Modular housing boxes arrive in San Francisco from Vallejo.

The 143-unit modular supportive housing project under construction on Bryant Street in San Francisco has drawn praise for the speed at which it is being built and its low construction cost.

Over a two-week period earlier this month, the boxes that make up the building were trucked over the Bay Bridge from Factory OS on Mare Island in Vallejo late at night and set on the concrete foundation at 833 Bryant St. Once completed it will be the city’s first 100% affordable modular project, an assembly-line-built project that will cost $385,000 per unit. That compares with about $525,000 a unit for a conventional “stick-built” development.

It will also be completed about 40% faster than a typical affordable development, according to the developers, a joint venture between Mercy Housing, Tipping Point and the San Francisco Housing Accelerator Fund.

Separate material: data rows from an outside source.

//! Frame-local publish/subscribe for arbitrary value types.
//!
//! Each event type gets its own [`Events<T>`] ring, held as an ordinary world resource. Writers
//! append; readers hold a [`ReaderId`] and advance their own cursor on read, so one writer can
//! feed many independent readers without cloning per-reader queues. A value is dropped once every
//! registered reader's cursor has passed it, which [`Events::update`] sweeps once per frame.

use std::collections::VecDeque;

/// Handle returned by [`Events::register_reader`]; each reader tracks its own read position.
#[derive(Debug, Clone, Copy, PartialEq, Eq, Hash)]
pub struct ReaderId(usize);

struct Record<T> {
    sequence: u64,
    mask: u32,
    value: T,
}

/// Ring of emitted `T` values, with an independent read cursor per registered reader.
pub struct Events<T> {
    queue: VecDeque<Record<T>>,
    next_sequence: u64,
    cursors: Vec<u64>,
}

impl<T> Default for Events<T> {
    fn default() -> Self {
        Self::new()
    }
}

impl<T> Events<T> {
    pub fn new() -> Self {
        Self {
            queue: VecDeque::new(),
            next_sequence: 0,
            cursors: Vec::new(),
        }
    }

    /// Registers a new reader, starting from whatever is currently in the ring.
    pub fn register_reader(&mut self) -> ReaderId {
        let id = ReaderId(self.cursors.len());
        self.cursors.push(self.next_sequence);
        id
    }

    pub fn send(&mut self, value: T) {
        self.send_masked(value, u32::MAX);
    }

    /// Sends `value` tagged with `mask`, so readers can filter by [`read_masked`](Self::read_masked).
    pub fn send_masked(&mut self, value: T, mask: u32) {
        self.queue.push_back(Record {
            sequence: self.next_sequence,
            mask,
            value,
        });
        self.next_sequence += 1;
    }

    /// Returns every value written since `reader`'s last read, advancing its cursor past all of
    /// them regardless of mask.
    pub fn read(&mut self, reader: ReaderId) -> Vec<&T> {
        self.read_masked(reader, u32::MAX)
    }

    /// Returns every value written since `reader`'s last read whose mask overlaps `mask`,
    /// advancing its cursor past all of them (matching and non-matching alike).
    pub fn read_masked(&mut self, reader: ReaderId, mask: u32) -> Vec<&T> {
        let cursor = self.cursors[reader.0];
        let result: Vec<&T> = self
            .queue
            .iter()
            .filter(|r| r.sequence >= cursor && r.mask & mask != 0)
            .map(|r| &r.value)
            .collect();
        self.cursors[reader.0] = self.next_sequence;
        result
    }

    /// Drops every value whose sequence number every registered reader has already passed. Called
    /// once per frame by the harness that owns the event's lifetime.
    pub fn update(&mut self) {
        let Some(&min_cursor) = self.cursors.iter().min() else {
            self.queue.clear();
            return;
        };
        while let Some(front) = self.queue.front() {
            if front.sequence < min_cursor {
                self.queue.pop_front();
            } else {
                break;
            }
        }
    }

    pub fn len(&self) -> usize {
        self.queue.len()
    }

    pub fn is_empty(&self) -> bool {
        self.queue.is_empty()
    }
}

#[cfg(test)]
mod tests {
    use super::*;

    #[test]
    fn reader_observes_writes_in_order() {
        let mut events = Events::<u32>::new();
        let reader = events.register_reader();
        events.send(1);
        events.send(2);
        assert_eq!(events.read(reader), vec![&1, &2]);
    }

    #[test]
    fn second_reader_does_not_see_stale_position() {
        let mut events = Events::<&str>::new();
        events.send("before");
        let late_reader = events.register_reader();
        events.send("after");
        assert_eq!(events.read(late_reader), vec![&"after"]);
    }

    #[test]
    fn update_drops_values_every_reader_has_passed() {
        let mut events = Events::<u32>::new();
        let a = events.register_reader();
        let b = events.register_reader();
        events.send(1);
        events.read(a);
        events.update();
        assert_eq!(events.len(), 1, "b has not read yet, so the value survives");
        events.read(b);
        events.update();
        assert_eq!(events.len(), 0);
    }

    #[test]
    fn masked_read_filters_but_still_advances_cursor() {
        let mut events = Events::<u32>::new();
        let reader = events.register_reader();
        events.send_masked(1, 0b01);
        events.send_masked(2, 0b10);
        assert_eq!(events.read_masked(reader, 0b01), vec![&1]);
        assert!(events.read(reader).is_empty(), "cursor already past both");
    }
}
//! Parent/child attachment via the built-in `ChildOf` tree relation, and a simple event channel.

use voxel_ecs::prelude::*;

#[derive(Debug, Default, Clone, Copy)]
struct Damaged {
    amount: i32,
}

fn main() -> Result<()> {
    let mut world = World::new();

    let torso = world.create();
    let arm = world.create();
    let hand = world.create();
    attach(&mut world, arm, torso)?;
    attach(&mut world, hand, arm)?;

    println!("torso's children: {:?}", children_of(&world, torso));
    println!("hand's ancestors: {:?}", ancestors(&world, hand));
    println!("torso's descendants: {:?}", descendants(&world, torso));

    world.insert_resource(Events::<Damaged>::new())?;
    let events = world.resource_mut::<Events<Damaged>>().expect("just inserted");
    let reader = events.register_reader();
    events.send(Damaged { amount: 5 });
    for event in events.read(reader) {
        println!("took {} damage", event.amount);
    }

    Ok(())
}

But the project — dubbed “Tahanan,” a Tagalog word meaning “home” — has become the latest flash point in the fight between the city’s building trade unions and some affordable housing proponents over the extent to which San Francisco will embrace factory-built housing in an effort to save money and speed up production.

San Francisco building trades leaders argue that modular construction lowers construction standards and pushes down wages. In September, in a letter to Mayor London Breed, Larry Mazzola Jr., San Francisco Building & Construction Trades Council board president, called the 833 Bryant St. complex “unacceptable” and a “direct insult” to union members.

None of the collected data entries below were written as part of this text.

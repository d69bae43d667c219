// Copyright 2024 Saptak Santra
//
// Licensed under the Apache License, Version 2.0 (the "License");
// you may not use this file except in compliance with the License.
// You may obtain a copy of the License at
//
//     http://www.apache.org/licenses/LICENSE-2.0
//
// Unless required by applicable law or agreed to in writing, software
// distributed under the License is distributed on an "AS IS" BASIS,
// WITHOUT WARRANTIES OR CONDITIONS OF ANY KIND, either express or implied.
// See the License for the specific language governing permissions and
// limitations under the License.

//! Command buffer: captures a sequence of intended world mutations and applies them atomically
//! later, so structural changes can be deferred out of query iteration.

use std::collections::VecDeque;

use rustc_hash::FxHashMap;

use crate::entity::Entity;
use crate::error::Result;
pub use crate::world::World;

/// An entity that may not exist yet: either a real, already-allocated [`Entity`], or a reference
/// to a `create` command recorded earlier in the same buffer.
#[derive(Clone, Copy, Debug, PartialEq, Eq, Hash)]
pub enum EntityRef {
    Real(Entity),
    Temp(u32),
}

impl From<Entity> for EntityRef {
    fn from(e: Entity) -> Self {
        EntityRef::Real(e)
    }
}

/// Resolves [`EntityRef::Temp`] ids created earlier in the same buffer application.
pub struct TempResolver<'a> {
    resolved: &'a FxHashMap<u32, Option<Entity>>,
}

impl TempResolver<'_> {
    /// Resolves a reference. Returns `None` if it refers to a `create` that failed.
    pub fn resolve(&self, r: EntityRef) -> Option<Entity> {
        match r {
            EntityRef::Real(e) => Some(e),
            EntityRef::Temp(id) => self.resolved.get(&id).copied().flatten(),
        }
    }
}

type Mutation = Box<dyn FnOnce(&mut World, &TempResolver) -> Result<()> + Send>;

enum Command {
    Create(u32),
    Destroy(EntityRef),
    Mutate(Mutation),
}

impl std::fmt::Debug for Command {
    fn fmt(&self, f: &mut std::fmt::Formatter<'_>) -> std::fmt::Result {
        match self {
            Command::Create(id) => f.debug_tuple("Create").field(id).finish(),
            Command::Destroy(r) => f.debug_tuple("Destroy").field(r).finish(),
            Command::Mutate(_) => write!(f, "Mutate(...)"),
        }
    }
}

/// Deferred world mutations, applied together via [`apply`](CommandBuffer::apply).
#[derive(Default)]
pub struct CommandBuffer {
    commands: Vec<Command>,
    next_temp: u32,
}

impl CommandBuffer {
    pub fn new() -> Self {
        Self::default()
    }

    pub fn with_capacity(capacity: usize) -> Self {
        Self {
            commands: Vec::with_capacity(capacity),
            next_temp: 0,
        }
    }

    /// Records an entity creation, returning a temporary reference other commands in this same
    /// buffer can target before the buffer is applied.
    pub fn create(&mut self) -> EntityRef {
        let id = self.next_temp;
        self.next_temp += 1;
        self.commands.push(Command::Create(id));
        EntityRef::Temp(id)
    }

    pub fn destroy(&mut self, entity: impl Into<EntityRef>) {
        self.commands.push(Command::Destroy(entity.into()));
    }

    pub fn add<T: crate::component::Component>(&mut self, entity: impl Into<EntityRef>, value: T) {
        let entity = entity.into();
        self.commands.push(Command::Mutate(Box::new(move |world, r| {
            let e = match r.resolve(entity) {
                Some(e) => e,
                None => return Ok(()),
            };
            world.add(e, value)
        })));
    }

    pub fn remove<T: crate::component::Component>(&mut self, entity: impl Into<EntityRef>) {
        let entity = entity.into();
        self.commands.push(Command::Mutate(Box::new(move |world, r| {
            let e = match r.resolve(entity) {
                Some(e) => e,
                None => return Ok(()),
            };
            world.remove::<T>(e).map(|_| ())
        })));
    }

    pub fn relate<T: crate::component::Component>(
        &mut self,
        from: impl Into<EntityRef>,
        to: impl Into<EntityRef>,
        value: T,
    ) {
        let (from, to) = (from.into(), to.into());
        self.commands.push(Command::Mutate(Box::new(move |world, r| {
            let (Some(from), Some(to)) = (r.resolve(from), r.resolve(to)) else {
                return Ok(());
            };
            world.relate(from, to, value)
        })));
    }

    pub fn unrelate<T: crate::component::Component>(
        &mut self,
        from: impl Into<EntityRef>,
        to: impl Into<EntityRef>,
    ) {
        let (from, to) = (from.into(), to.into());
        self.commands.push(Command::Mutate(Box::new(move |world, r| {
            let (Some(from), Some(to)) = (r.resolve(from), r.resolve(to)) else {
                return Ok(());
            };
            world.unrelate::<T>(from, to)
        })));
    }

    /// Records an arbitrary world mutation, given a resolver for any temp references it closed
    /// over.
    pub fn add_custom<F>(&mut self, f: F)
    where
        F: FnOnce(&mut World, &TempResolver) -> Result<()> + Send + 'static,
    {
        self.commands.push(Command::Mutate(Box::new(f)));
    }

    /// Applies every recorded command to `world`, in insertion order. A failing command is
    /// logged and skipped rather than aborting the rest of the buffer; later commands that
    /// reference a failed `create` silently no-op. Command buffers produced by observers
    /// triggered during application are drained iteratively, not recursively.
    pub fn apply(&mut self, world: &mut World) -> Result<()> {
        let mut resolved: FxHashMap<u32, Option<Entity>> = FxHashMap::default();
        let mut queue: VecDeque<Command> = self.commands.drain(..).collect();

        while let Some(command) = queue.pop_front() {
            match command {
                Command::Create(id) => {
                    let entity = world.create();
                    resolved.insert(id, Some(entity));
                }
                Command::Destroy(target) => {
                    let resolver = TempResolver {
                        resolved: &resolved,
                    };
                    if let Some(entity) = resolver.resolve(target) {
                        if let Err(err) = world.destroy(entity) {
                            tracing::warn!(error = %err, entity = %entity, "destroy command failed");
                        }
                    }
                }
                Command::Mutate(mutation) => {
                    let resolver = TempResolver {
                        resolved: &resolved,
                    };
                    if let Err(err) = mutation(world, &resolver) {
                        tracing::warn!(error = %err, "command failed, skipping");
                    }
                }
            }
        }

        self.next_temp = 0;
        Ok(())
    }

    pub fn is_empty(&self) -> bool {
        self.commands.is_empty()
    }

    pub fn len(&self) -> usize {
        self.commands.len()
    }

    pub fn clear(&mut self) {
        self.commands.clear();
        self.next_temp = 0;
    }
}

#[cfg(test)]
mod tests {
    use super::*;

    #[derive(Default, Clone)]
    struct Marker;

    #[test]
    fn empty_buffer_applies_cleanly() {
        let mut buffer = CommandBuffer::new();
        assert!(buffer.is_empty());
        let mut world = World::new();
        buffer.apply(&mut world).unwrap();
    }

    #[test]
    fn create_then_add_resolves_temp_reference() {
        let mut buffer = CommandBuffer::new();
        let temp = buffer.create();
        buffer.add(temp, Marker);
        let mut world = World::new();
        buffer.apply(&mut world).unwrap();
        assert_eq!(world.len(), 1);
    }

    #[test]
    fn destroy_removes_entity() {
        let mut world = World::new();
        let e = world.create();
        let mut buffer = CommandBuffer::new();
        buffer.destroy(e);
        buffer.apply(&mut world).unwrap();
        assert!(!world.contains(e));
    }
}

“We are against modular housing, unless it is built in San Francisco with union workers and craft-specific employees,” he stated in the letter.

The development across the street from the Hall of Justice is one of four San Francisco supportive homeless projects on track to be cranked out at Factory OS. The others are 104 units on Treasure Island, 248 units at 1064 Mission St. and 141 units in Mission Bay. Work has started on the Treasure Island and Mission Street projects, and Mission Bay will break ground next year.

Tim Paulson, secretary-treasurer of the trades council, said that the unions agreed not to protest three homeless supportive housing projects and that the city “betrayed” the agreement by going forward with the fourth project at 833 Bryant.

“That wasn’t part of the deal,” he said.

Construction workers wait for the arrival of modular boxes to stack in San Francisco.

The Bryant Street development is unique because it is being financed privately by Tipping Point, which received a $65 million gift from Charles and Helen Schwab. That gift will feed a “revolving fund” to finance future modular homeless projects, said Daniel Lurie, founder and board chairman of Tipping Point, a nonprofit that works to fight poverty in the Bay Area.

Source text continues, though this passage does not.